WORK REQUIRED: What is the number of lines in these entries that include "parameters"? Write that number and no other text.

*** DATA RECORDS ***

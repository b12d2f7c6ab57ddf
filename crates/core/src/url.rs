//! URL canonicalization and archive-path helpers.
//!
//! Every URL entering the store passes through [`canonicalize_url`] so that
//! the same resource submitted from different front-ends collapses onto one
//! row: tracking parameters are stripped, common redirector wrappers are
//! unwrapped, and cosmetic differences (fragment, trailing slash, host case)
//! are removed.

use chrono::{DateTime, Utc};
use sha2::{Digest, Sha256};
use url::Url;

use crate::error::CoreError;

/// Query parameters that only identify the click, not the resource.
const TRACKING_PARAMS: &[&str] = &[
    "fbclid", "gclid", "igshid", "mc_cid", "mc_eid", "ref", "ref_src",
];

/// Redirector endpoints that wrap the real destination in a query
/// parameter: `(host, path, parameter)`.
const REDIRECTORS: &[(&str, &str, &str)] = &[
    ("www.google.com", "/url", "q"),
    ("google.com", "/url", "q"),
    ("l.facebook.com", "/l.php", "u"),
    ("lm.facebook.com", "/l.php", "u"),
    ("www.youtube.com", "/redirect", "q"),
    ("youtube.com", "/redirect", "q"),
];

fn is_tracking_param(name: &str) -> bool {
    name.starts_with("utm_") || TRACKING_PARAMS.contains(&name)
}

/// Unwrap one level of redirector indirection, if the URL points at a known
/// redirector endpoint and carries a destination parameter.
fn unwrap_redirector(url: &Url) -> Option<Url> {
    let host = url.host_str()?;
    let param = REDIRECTORS
        .iter()
        .find(|(redirector, path, _)| *redirector == host && url.path() == *path)
        .map(|(_, _, param)| *param)?;

    let target = url
        .query_pairs()
        .find(|(name, _)| name == param)
        .map(|(_, value)| value.into_owned())?;

    Url::parse(&target).ok().filter(|t| t.host_str().is_some())
}

/// Canonicalize a URL for storage.
///
/// Strips tracking parameters, unwraps redirector wrappers, drops the
/// fragment, lowercases scheme and host, and removes a trailing slash from
/// non-root paths. Returns an error for anything that is not an absolute
/// http(s) URL.
pub fn canonicalize_url(raw: &str) -> Result<String, CoreError> {
    let parsed = Url::parse(raw.trim()).map_err(|e| CoreError::InvalidUrl(e.to_string()))?;

    if !matches!(parsed.scheme(), "http" | "https") {
        return Err(CoreError::InvalidUrl(format!(
            "unsupported scheme: {}",
            parsed.scheme()
        )));
    }
    if parsed.host_str().is_none() {
        return Err(CoreError::InvalidUrl("missing host".to_owned()));
    }

    // One unwrap level is enough in practice; nested wrappers are rare and
    // unwrapping again on the next insert converges anyway.
    let mut url = unwrap_redirector(&parsed).unwrap_or(parsed);

    let kept: Vec<(String, String)> = url
        .query_pairs()
        .filter(|(name, _)| !is_tracking_param(name))
        .map(|(name, value)| (name.into_owned(), value.into_owned()))
        .collect();

    if kept.is_empty() {
        url.set_query(None);
    } else {
        let mut serializer = url::form_urlencoded::Serializer::new(String::new());
        for (name, value) in &kept {
            serializer.append_pair(name, value);
        }
        url.set_query(Some(&serializer.finish()));
    }

    url.set_fragment(None);

    let mut out = url.to_string();
    // Url::parse already lowercases scheme and host; normalize the trailing
    // slash that `to_string` keeps on bare-path URLs.
    if out.ends_with('/') && url.path() == "/" && url.query().is_none() {
        out.pop();
    } else if url.path().len() > 1 && url.path().ends_with('/') && url.query().is_none() {
        out.pop();
    }

    Ok(out)
}

/// Whether a string parses as an absolute http(s) URL with a host.
#[must_use]
pub fn is_valid_url(raw: &str) -> bool {
    Url::parse(raw)
        .map(|u| matches!(u.scheme(), "http" | "https") && u.host_str().is_some())
        .unwrap_or(false)
}

/// Default domains that are never worth archiving.
const EXCLUDED_DOMAINS: &[&str] = &["localhost", "127.0.0.1", "0.0.0.0", "*.local", "*.internal"];

/// Whether a URL should be handed to the archiving pipeline.
///
/// Rejects invalid URLs and anything on the exclusion list (wildcard
/// patterns match domain suffixes).
#[must_use]
pub fn should_archive_url(raw: &str, exclude_domains: &[String]) -> bool {
    let Ok(url) = Url::parse(raw) else {
        return false;
    };
    if !matches!(url.scheme(), "http" | "https") {
        return false;
    }
    let Some(host) = url.host_str() else {
        return false;
    };
    let host = host.to_lowercase();

    let defaults = EXCLUDED_DOMAINS.iter().map(|d| (*d).to_owned());
    for pattern in defaults.chain(exclude_domains.iter().cloned()) {
        if let Some(suffix) = pattern.strip_prefix("*.") {
            if host.ends_with(suffix) {
                return false;
            }
        } else if host == pattern {
            return false;
        }
    }
    true
}

/// Build the archive artifact filename for a URL:
/// `{domain}_{sha256(url)[:8]}_{YYYYMMDD_HHMMSS}.{ext}`.
///
/// The hash keeps special characters out of the filesystem; the timestamp
/// makes every archiving call produce a fresh artifact.
#[must_use]
pub fn archive_filename(url: &str, ext: &str, at: DateTime<Utc>) -> String {
    let domain = Url::parse(url)
        .ok()
        .and_then(|u| u.host_str().map(str::to_owned))
        .unwrap_or_else(|| "unknown".to_owned())
        .replace(':', "_");

    let digest = Sha256::digest(url.as_bytes());
    let hash = hex::encode(&digest[..4]);

    format!("{domain}_{hash}_{}.{ext}", at.format("%Y%m%d_%H%M%S"))
}
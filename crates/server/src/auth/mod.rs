//! Magic-link issuance, session cookies, and bearer-token validation.

pub mod middleware;
pub mod session;

use base64::Engine;
use base64::engine::general_purpose::URL_SAFE_NO_PAD;
use chrono::{DateTime, Duration, Utc};
use rand::RngCore;
use tracing::{info, warn};

use holocene_core::ApiToken;
use holocene_store::{Store, StoreError};

use self::session::{SESSION_COOKIE, SessionSigner};

/// Magic-link tokens are single-use and short-lived.
pub const MAGIC_LINK_TTL_MINUTES: i64 = 5;

/// The persisted signing-key setting. The key name predates this daemon's
/// current shape and is kept for database compatibility.
const SIGNING_KEY_SETTING: &str = "flask_secret_key";

/// `User-Agent` substrings of link-preview fetchers. These prefetch magic
/// links to render previews and would consume single-use tokens; they get a
/// static page instead.
const PREVIEW_BOT_MARKERS: &[&str] = &[
    "telegrambot",
    "discordbot",
    "slackbot",
    "facebookexternalhit",
    "twitterbot",
    "whatsapp",
    "bot",
    "preview",
    "crawler",
];

/// How a request authenticated.
#[derive(Debug, Clone, Copy, PartialEq, Eq)]
pub enum AuthMethod {
    Session,
    Bearer,
}

/// Identity attached to authenticated requests.
#[derive(Debug, Clone, Copy)]
pub struct AuthUser {
    pub user_id: i64,
    pub method: AuthMethod,
}

/// Magic-link + session + bearer authentication over the store.
pub struct AuthService {
    store: Store,
    signer: SessionSigner,
    base_url: String,
}

impl AuthService {
    /// Load (or generate and persist) the session signing key and build the
    /// service. Sessions survive restarts because the key is stored.
    pub async fn bootstrap(store: Store, base_url: String) -> Result<Self, StoreError> {
        let key_hex = match store.get_setting(SIGNING_KEY_SETTING).await? {
            Some(existing) => existing,
            None => {
                let mut key = [0_u8; 32];
                rand::thread_rng().fill_bytes(&mut key);
                let encoded = hex::encode(key);
                store.set_setting(SIGNING_KEY_SETTING, &encoded).await?;
                info!("generated new session signing key");
                encoded
            }
        };
        let key = hex::decode(&key_hex).unwrap_or_else(|_| key_hex.clone().into_bytes());

        Ok(Self {
            store,
            signer: SessionSigner::new(key),
            base_url,
        })
    }

    /// Generate a fresh 256-bit URL-safe token.
    #[must_use]
    pub fn generate_token() -> String {
        let mut bytes = [0_u8; 32];
        rand::thread_rng().fill_bytes(&mut bytes);
        URL_SAFE_NO_PAD.encode(bytes)
    }

    /// Issue a magic link for a user. Invoked through a trusted side channel
    /// (the messaging bot), never through the HTTP surface itself.
    pub async fn issue_magic_link(&self, user_id: i64) -> Result<String, StoreError> {
        let token = Self::generate_token();
        let expires_at = Utc::now() + Duration::minutes(MAGIC_LINK_TTL_MINUTES);
        self.store
            .create_auth_token(user_id, &token, expires_at)
            .await?;
        info!(user_id, "issued magic link");
        Ok(format!("{}/auth/login?token={token}", self.base_url))
    }

    /// Whether a `User-Agent` looks like a link-preview fetcher.
    #[must_use]
    pub fn is_preview_bot(user_agent: &str) -> bool {
        let lowered = user_agent.to_lowercase();
        PREVIEW_BOT_MARKERS
            .iter()
            .any(|marker| lowered.contains(marker))
    }

    /// Atomically consume a magic-link token and mint a session cookie
    /// value. Returns `None` for unknown, used, or expired tokens.
    pub async fn login_with_token(
        &self,
        token: &str,
        now: DateTime<Utc>,
        ip_address: Option<&str>,
        user_agent: Option<&str>,
    ) -> Result<Option<(i64, String)>, StoreError> {
        let Some(user_id) = self
            .store
            .consume_auth_token(token, now, ip_address, user_agent)
            .await?
        else {
            warn!("login attempt with invalid or expired token");
            return Ok(None);
        };

        let cookie = self.signer.sign(user_id, now);
        info!(user_id, "magic link login succeeded");
        Ok(Some((user_id, cookie)))
    }

    /// Verify a session cookie value.
    #[must_use]
    pub fn verify_session(&self, value: &str, now: DateTime<Utc>) -> Option<i64> {
        self.signer.verify(value, now)
    }

    /// Validate a bearer token; refreshes `last_used_at` on success.
    pub async fn validate_bearer(&self, token: &str) -> Result<Option<ApiToken>, StoreError> {
        self.store.validate_api_token(token).await
    }

    /// Build the `Set-Cookie` header value for a session.
    #[must_use]
    pub fn session_cookie(value: &str) -> String {
        format!(
            "{SESSION_COOKIE}={value}; Path=/; HttpOnly; SameSite=Lax; Max-Age={}",
            session::SESSION_LIFETIME_DAYS * 86_400
        )
    }

    /// Build the `Set-Cookie` header value that clears the session.
    #[must_use]
    pub fn clear_session_cookie() -> String {
        format!("{SESSION_COOKIE}=; Path=/; HttpOnly; SameSite=Lax; Max-Age=0")
    }
}

/// Pull the session value out of a `Cookie` header.
#[must_use]
pub fn session_from_cookie_header(header: &str) -> Option<&str> {
    header.split(';').find_map(|pair| {
        let (name, value) = pair.trim().split_once('=')?;
        (name == SESSION_COOKIE).then_some(value)
    })
}

#[cfg(test)]
mod tests {
    use super::*;

    #[test]
    fn preview_bot_detection() {
        assert!(AuthService::is_preview_bot("TelegramBot (like TwitterBot)"));
        assert!(AuthService::is_preview_bot("Slackbot-LinkExpanding 1.0"));
        assert!(AuthService::is_preview_bot("WhatsApp/2.23.20"));
        assert!(!AuthService::is_preview_bot(
            "Mozilla/5.0 (X11; Linux x86_64) Firefox/126.0"
        ));
    }

    #[test]
    fn tokens_are_urlsafe_and_unique() {
        let a = AuthService::generate_token();
        let b = AuthService::generate_token();
        assert_ne!(a, b);
        assert!(a.len() >= 43);
        assert!(
            a.chars()
                .all(|c| c.is_ascii_alphanumeric() || c == '-' || c == '_')
        );
    }

    #[test]
    fn cookie_header_parsing() {
        let header = "theme=dark; holocene_session=v1.42.99.abcd; other=1";
        assert_eq!(session_from_cookie_header(header), Some("v1.42.99.abcd"));
        assert_eq!(session_from_cookie_header("theme=dark"), None);
    }

    #[tokio::test]
    async fn magic_link_flow() {
        let store = Store::open_in_memory().await.unwrap();
        let user = store.get_or_create_user(7, Some("ada")).await.unwrap();
        let auth = AuthService::bootstrap(store.clone(), "https://holo.example.org".to_owned())
            .await
            .unwrap();

        let link = auth.issue_magic_link(user.id).await.unwrap();
        assert!(link.starts_with("https://holo.example.org/auth/login?token="));
        let token = link.split("token=").nth(1).unwrap();

        let now = Utc::now();
        let (user_id, cookie) = auth
            .login_with_token(token, now, Some("127.0.0.1"), Some("firefox"))
            .await
            .unwrap()
            .expect("first use succeeds");
        assert_eq!(user_id, user.id);
        assert_eq!(auth.verify_session(&cookie, now), Some(user.id));

        // Single use.
        let second = auth.login_with_token(token, now, None, None).await.unwrap();
        assert!(second.is_none());
    }

    #[tokio::test]
    async fn signing_key_survives_rebootstrap() {
        let store = Store::open_in_memory().await.unwrap();
        let user = store.get_or_create_user(7, None).await.unwrap();

        let auth1 = AuthService::bootstrap(store.clone(), "http://localhost".to_owned())
            .await
            .unwrap();
        let link = auth1.issue_magic_link(user.id).await.unwrap();
        let token = link.split("token=").nth(1).unwrap();
        let now = Utc::now();
        let (_, cookie) = auth1
            .login_with_token(token, now, None, None)
            .await
            .unwrap()
            .unwrap();

        // A second bootstrap over the same store loads the same key, so the
        // session stays valid across restarts.
        let auth2 = AuthService::bootstrap(store, "http://localhost".to_owned())
            .await
            .unwrap();
        assert_eq!(auth2.verify_session(&cookie, now), Some(user.id));
    }
}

*** End of DATA RECORDS ***

EXERCISE RESPONSE: 3